To do this, you will need to skip the algorithm steps that take actions and store results. The algorithm will then learn from the data you have. It will just not be possible to collect more. Depending on the problem you are trying to solve, this could be OK, or it may inhibit learning.

RL algorithms learning optimal control in complex environments benefit from sampling near to their current policy, so it is possible in your case that your agent will reach a limit on what it can learn from historic data. It may end up still quite far from optimal behaviour, although it should stand a reasonable chance of improving on the best that the historic data shows.

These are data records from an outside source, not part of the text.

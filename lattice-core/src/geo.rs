//! Great-circle distance and physics-bound helpers shared by the probe
//! engine's detector and the analyzer.

/// Mean earth radius in kilometers, per spec.
pub const EARTH_RADIUS_KM: f64 = 6371.0;

/// Default effective signal propagation speed in fiber (km/s), roughly
/// two-thirds of vacuum light speed.
pub const DEFAULT_C_EFF_KM_S: f64 = 200_000.0;

/// Default routing-stretch multiplier widening physics bounds to account
/// for real-world path indirection. `1.0` yields the most conservative
/// (least forgiving) falsification.
pub const DEFAULT_PATH_STRETCH: f64 = 1.1;

/// Great-circle distance between two lat/lon points in decimal degrees,
/// in kilometers.
pub fn haversine_km(lat1: f64, lon1: f64, lat2: f64, lon2: f64) -> f64 {
    let (lat1, lon1, lat2, lon2) = (
        lat1.to_radians(),
        lon1.to_radians(),
        lat2.to_radians(),
        lon2.to_radians(),
    );
    let dlat = lat2 - lat1;
    let dlon = lon2 - lon1;
    let a = (dlat / 2.0).sin().powi(2) + lat1.cos() * lat2.cos() * (dlon / 2.0).sin().powi(2);
    let c = 2.0 * a.sqrt().asin();
    EARTH_RADIUS_KM * c
}

/// Maximum physically plausible one-way distance given an RTT `budget_ms`
/// (already bias-corrected), under `c_eff`/`path_stretch`. The factor of
/// two converts the RTT budget into a one-way travel time.
pub fn max_dist_km(budget_ms: f64, c_eff_km_s: f64, path_stretch: f64) -> f64 {
    let budget_ms = budget_ms.max(0.0);
    (budget_ms / 2.0 / 1000.0) * c_eff_km_s * path_stretch
}

#[cfg(test)]
mod tests {
    use super::*;

    #[test]
    fn distance_to_self_is_zero() {
        assert_eq!(haversine_km(51.5, -0.1, 51.5, -0.1), 0.0);
    }

    #[test]
    fn antipodal_distance_is_half_circumference() {
        // Antipode of (10, 20) is (-10, -160).
        let d = haversine_km(10.0, 20.0, -10.0, -160.0);
        let expected = std::f64::consts::PI * EARTH_RADIUS_KM;
        assert!((d - expected).abs() < 1.0, "got {d}, expected ~{expected}");
    }

    #[test]
    fn budget_non_negativity() {
        assert_eq!(max_dist_km(0.0, DEFAULT_C_EFF_KM_S, DEFAULT_PATH_STRETCH), 0.0);
        assert!(max_dist_km(5.0, DEFAULT_C_EFF_KM_S, DEFAULT_PATH_STRETCH) > 0.0);
        // Negative budgets clamp to zero rather than going negative.
        assert_eq!(max_dist_km(-5.0, DEFAULT_C_EFF_KM_S, DEFAULT_PATH_STRETCH), 0.0);
    }

    #[test]
    fn scenario_physics_falsification_stockholm_vs_sf() {
        // Stockholm claim, San Francisco endpoint with p05 = 2ms.
        let dist = haversine_km(59.3293, 18.0686, 37.77, -122.42);
        assert!((dist - 8614.0).abs() < 50.0, "dist={dist}");
        let budget = (2.0f64 - 0.0).max(0.0); // no calibration bias
        let max_dist = max_dist_km(budget, DEFAULT_C_EFF_KM_S, DEFAULT_PATH_STRETCH);
        assert!((max_dist - 220.0).abs() < 5.0, "max_dist={max_dist}");
        assert!(max_dist < dist);
    }
}
//! Per-`(path, endpoint)` connected UDP socket setup (spec §4.3).
//!
//! Binding to a specific interface or local IP is done with `socket2`
//! before the socket is connected and handed to `tokio`: `std`'s
//! `UdpSocket` has no portable bind-to-interface API.

use lattice_core::error::{Error, Result};
use lattice_core::types::{path_endpoint_key, Endpoint, ProbePath};
use socket2::{Domain, Socket, Type};
use std::net::{IpAddr, Ipv4Addr, Ipv6Addr, SocketAddr};
use tokio::net::UdpSocket;

/// Resolve `endpoint`'s host:port, open a `socket2` datagram socket bound
/// per `path`'s `bindInterface`/`bindIp`, hand it to `tokio`, and connect
/// it to the resolved target. Failure anywhere in this sequence is
/// reported as [`Error::BindFailed`] keyed by `<endpointId>@<pathId>`,
/// per spec: "failing the whole path if binding fails but leaving other
/// paths intact".
pub async fn open_probe_socket(path: &ProbePath, endpoint: &Endpoint) -> Result<UdpSocket> {
    let key = path_endpoint_key(&endpoint.id, &path.id);

    let mut addrs = tokio::net::lookup_host((endpoint.host.as_str(), endpoint.port))
        .await
        .map_err(|e| Error::BindFailed(key.clone(), e))?;
    let target = addrs.next().ok_or_else(|| {
        Error::BindFailed(
            key.clone(),
            std::io::Error::new(std::io::ErrorKind::NotFound, "host resolved to no address"),
        )
    })?;

    let raw = build_socket2(path, target.is_ipv6()).map_err(|e| Error::BindFailed(key.clone(), e))?;
    let std_socket: std::net::UdpSocket = raw.into();
    std_socket
        .set_nonblocking(true)
        .map_err(|e| Error::BindFailed(key.clone(), e))?;
    let socket = UdpSocket::from_std(std_socket).map_err(|e| Error::BindFailed(key.clone(), e))?;
    socket
        .connect(target)
        .await
        .map_err(|e| Error::BindFailed(key.clone(), e))?;
    Ok(socket)
}

fn build_socket2(path: &ProbePath, target_is_v6: bool) -> std::io::Result<Socket> {
    let domain = if target_is_v6 { Domain::IPV6 } else { Domain::IPV4 };
    let socket = Socket::new(domain, Type::DGRAM, None)?;

    let bind_addr = match &path.bind_ip {
        Some(ip) => {
            let addr: IpAddr = ip
                .parse()
                .map_err(|_| std::io::Error::new(std::io::ErrorKind::InvalidInput, "invalid bindIp"))?;
            SocketAddr::new(addr, 0)
        }
        None => {
            let unspecified = if target_is_v6 {
                IpAddr::V6(Ipv6Addr::UNSPECIFIED)
            } else {
                IpAddr::V4(Ipv4Addr::UNSPECIFIED)
            };
            SocketAddr::new(unspecified, 0)
        }
    };
    socket.bind(&bind_addr.into())?;

    if let Some(iface) = &path.bind_interface {
        bind_device(&socket, iface)?;
    }

    Ok(socket)
}

#[cfg(any(target_os = "linux", target_os = "android", target_os = "fuchsia"))]
fn bind_device(socket: &Socket, iface: &str) -> std::io::Result<()> {
    socket.bind_device(Some(iface.as_bytes()))
}

/// `bind_device` has no portable meaning outside Linux-family kernels;
/// other platforms select the interface via `bindIp` instead, so a named
/// `bindInterface` there is a no-op rather than a hard failure.
#[cfg(not(any(target_os = "linux", target_os = "android", target_os = "fuchsia")))]
fn bind_device(_socket: &Socket, _iface: &str) -> std::io::Result<()> {
    Ok(())
}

If you need to use function approximation (e.g. a neural network) due to size of the state, action space, then take extra care, because it will be hard to detect whether the action values have converged correctly. This is because you are learning the optimal Q values, and you will have no test data that demonstrates what those should be (to collect that data, you need to follow the optimal policy and measure the total reward).

Here is roughly what an experience-replay-only Q-learning algorithm would look like:

Input: History $H$, consisting of rows of $S,A,R,S'$

Initialise the NN for calculating $\hat{q}(s,a)$

Repeat until NN converges:

$\qquad$ Sample $S,A,R,S'$ from $H$

$\qquad$ $tdtarget \leftarrow R + \gamma \text{max}_{a'}[\hat{q}(S',a')]$

$\qquad$ Train NN single step, $\hat{q}(S,A) \rightarrow tdtarget$

You can make use of mini-batch processing to generate multiple $tdtarget$ values at once and train on them. A worthwhile improvement for stability is to use a frozen copy of the neural network when calculating the $tdtarget$ value, and update it only every N steps to be a copy of most recent network, with N maybe 1000 steps.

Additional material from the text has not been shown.